Dataset entries:
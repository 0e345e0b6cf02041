//! # Rendering
//!
//! The [`Renderer`] trait is the event sink driven by the chunk aggregator.
//! Three text renderers (Markdown, HTML, LaTeX) accumulate a document into a
//! string; [`EventLog`] records the calls for tests and debugging.

pub mod context;
pub mod events;
pub mod html;
pub mod latex;
pub mod markdown;

use std::{fmt, str::FromStr};

use serde::{Deserialize, Serialize};

pub use context::DocContext;
pub use events::{BalanceError, BlockKind, Event, EventLog, check_balanced};
pub use html::HtmlRenderer;
pub use latex::LatexRenderer;
pub use markdown::MarkdownRenderer;

use crate::{
    parsing::{DocRequest, FormatError, format_document},
    registry::NameResolver,
};

/// Facts about the documented function handed to [`Renderer::module_start`].
#[derive(Debug, Clone, Copy, PartialEq, Eq)]
pub struct ModuleInfo<'a> {
    pub name: &'a str,
    /// The whole first line of the comment.
    pub summary: &'a str,
    pub tag: Option<&'a str>,
    pub titlebar: bool,
    pub is_member: bool,
}

impl ModuleInfo<'_> {
    /// The summary without its first word, which by convention repeats the
    /// function name in capitals.
    pub fn description(&self) -> &str {
        match self.summary.split_once(' ') {
            Some((_, rest)) => rest.trim_start(),
            None => self.summary,
        }
    }
}

/// Receives the structure of a help comment in document order.
///
/// Every `*_start` is matched by exactly one `*_end`; lists may nest.
/// Methods carrying prose receive the document context so they can
/// emphasise function and variable names.
pub trait Renderer {
    fn module_start(&mut self, ctx: &DocContext, info: &ModuleInfo<'_>);
    fn module_end(&mut self);

    fn heading(&mut self, ctx: &DocContext, text: &str);

    fn paragraph_start(&mut self);
    /// `signature` is the call fragment split from the first line, empty otherwise.
    fn paragraph_line(&mut self, ctx: &DocContext, text: &str, signature: &str);
    fn paragraph_end(&mut self);

    fn code_start(&mut self);
    fn code_line(&mut self, text: &str);
    fn code_end(&mut self);

    fn table_start(&mut self);
    fn table_row(&mut self, ctx: &DocContext, col1: &str, col2: &str);
    fn table_separator(&mut self);
    fn table_end(&mut self);

    fn list_start(&mut self);
    fn list_item(&mut self, ctx: &DocContext, text: &str);
    fn list_end(&mut self);

    fn see_also_start(&mut self);
    fn see_also_entry(&mut self, name: &str);
    fn see_also_end(&mut self);
}

/// Format-specific text rules shared by the text renderers.
pub trait Markup {
    /// Makes raw help text safe for the output format.
    fn escape(&self, text: &str) -> String;
    fn emph_function(&self, word: &str) -> String;
    fn emph_variable(&self, word: &str) -> String;

    /// Escapes `text`, then emphasises function and variable names.
    fn transform(&self, ctx: &DocContext, text: &str) -> String {
        ctx.emphasize(
            &self.escape(text),
            |w| self.emph_function(w),
            |w| self.emph_variable(w),
        )
    }
}

/// A renderer that produces a finished text document.
pub trait TextRenderer: Renderer {
    fn finish(self) -> String;
}

/// Formats that can also publish a numbered listing of a whole source file.
pub trait CodeListing {
    fn code_listing(&self, name: &str, source: &str) -> String;
}

#[derive(Debug, Clone, Copy, PartialEq, Eq, Hash, Default, Serialize, Deserialize)]
#[serde(rename_all = "lowercase")]
pub enum OutputFormat {
    #[default]
    Markdown,
    Html,
    Latex,
}

impl OutputFormat {
    pub const ALL: [OutputFormat; 3] = [
        OutputFormat::Markdown,
        OutputFormat::Html,
        OutputFormat::Latex,
    ];

    pub fn name(self) -> &'static str {
        match self {
            OutputFormat::Markdown => "markdown",
            OutputFormat::Html => "html",
            OutputFormat::Latex => "latex",
        }
    }

    /// File extension of rendered output, without the dot.
    pub fn extension(self) -> &'static str {
        match self {
            OutputFormat::Markdown => "md",
            OutputFormat::Html => "html",
            OutputFormat::Latex => "tex",
        }
    }
}

impl fmt::Display for OutputFormat {
    fn fmt(&self, f: &mut fmt::Formatter<'_>) -> fmt::Result {
        f.write_str(self.name())
    }
}

#[derive(Debug, Clone, PartialEq, Eq, thiserror::Error)]
#[error("unknown output format '{0}' (expected markdown, html or latex)")]
pub struct UnknownFormat(pub String);

impl FromStr for OutputFormat {
    type Err = UnknownFormat;

    fn from_str(s: &str) -> Result<Self, Self::Err> {
        match s.to_ascii_lowercase().as_str() {
            "markdown" | "md" => Ok(OutputFormat::Markdown),
            "html" => Ok(OutputFormat::Html),
            "latex" | "tex" => Ok(OutputFormat::Latex),
            _ => Err(UnknownFormat(s.to_string())),
        }
    }
}

/// Link shown in page footers.
#[derive(Debug, Clone, PartialEq, Eq, Serialize, Deserialize)]
pub struct Toolbox {
    pub name: String,
    pub url: String,
}

/// Output options that are not part of the document itself.
#[derive(Debug, Clone, Default, PartialEq, Eq)]
pub struct RenderOptions {
    /// Prefix Markdown output with empty Jekyll front matter.
    pub jekyll: bool,
    /// Wrap LaTeX output in a complete document.
    pub standalone: bool,
    pub toolbox: Option<Toolbox>,
}

/// Formats `doc` with the renderer for `format` and returns the output text.
pub fn render_document<N>(
    format: OutputFormat,
    options: &RenderOptions,
    doc: &str,
    request: &DocRequest,
    resolver: &N,
) -> Result<String, FormatError>
where
    N: NameResolver + ?Sized,
{
    match format {
        OutputFormat::Markdown => {
            render_with(MarkdownRenderer::new(options.clone()), doc, request, resolver)
        }
        OutputFormat::Html => {
            render_with(HtmlRenderer::new(options.clone()), doc, request, resolver)
        }
        OutputFormat::Latex => {
            render_with(LatexRenderer::new(options.clone()), doc, request, resolver)
        }
    }
}

/// Renders a listing of `source`, or `None` when `format` has no listing
/// layout (LaTeX).
pub fn render_listing(
    format: OutputFormat,
    options: &RenderOptions,
    name: &str,
    source: &str,
) -> Option<String> {
    match format {
        OutputFormat::Markdown => {
            Some(MarkdownRenderer::new(options.clone()).code_listing(name, source))
        }
        OutputFormat::Html => Some(HtmlRenderer::new(options.clone()).code_listing(name, source)),
        OutputFormat::Latex => None,
    }
}

fn render_with<R, N>(
    mut renderer: R,
    doc: &str,
    request: &DocRequest,
    resolver: &N,
) -> Result<String, FormatError>
where
    R: TextRenderer,
    N: NameResolver + ?Sized,
{
    format_document(doc, request, resolver, &mut renderer)?;
    Ok(renderer.finish())
}

#[cfg(test)]
mod tests {
    use super::*;
    use pretty_assertions::assert_eq;
    use rstest::rstest;

    fn info(summary: &str) -> ModuleInfo<'_> {
        ModuleInfo {
            name: "rotx",
            summary,
            tag: None,
            titlebar: false,
            is_member: false,
        }
    }

    #[rstest]
    #[case("ROTX Rotation about X axis", "Rotation about X axis")]
    #[case("ROTX   spaced out", "spaced out")]
    #[case("ROTX", "ROTX")]
    fn description_drops_first_word(#[case] summary: &str, #[case] expected: &str) {
        assert_eq!(info(summary).description(), expected);
    }

    #[rstest]
    #[case("markdown", OutputFormat::Markdown)]
    #[case("MD", OutputFormat::Markdown)]
    #[case("html", OutputFormat::Html)]
    #[case("tex", OutputFormat::Latex)]
    fn parses_format_names(#[case] name: &str, #[case] expected: OutputFormat) {
        assert_eq!(name.parse::<OutputFormat>(), Ok(expected));
    }

    #[test]
    fn rejects_unknown_format() {
        assert_eq!(
            "docx".parse::<OutputFormat>(),
            Err(UnknownFormat("docx".to_string()))
        );
    }

    #[test]
    fn format_names_round_trip_through_display() {
        for format in OutputFormat::ALL {
            assert_eq!(format.to_string().parse::<OutputFormat>(), Ok(format));
        }
    }

    #[test]
    fn listings_exist_for_markdown_and_html_only() {
        let options = RenderOptions::default();
        let source = "function y = f(x)\ny = x;\n";
        for format in [OutputFormat::Markdown, OutputFormat::Html] {
            assert!(render_listing(format, &options, "f", source).is_some());
        }
        assert_eq!(render_listing(OutputFormat::Latex, &options, "f", source), None);
    }
}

* [DESCRIPTION OF THE TASK]: From the entries above, extract each line containing "help".

* [SOLUTION]:
/// Receives the structure of a help comment in document order.
    /// Makes raw help text safe for the output format.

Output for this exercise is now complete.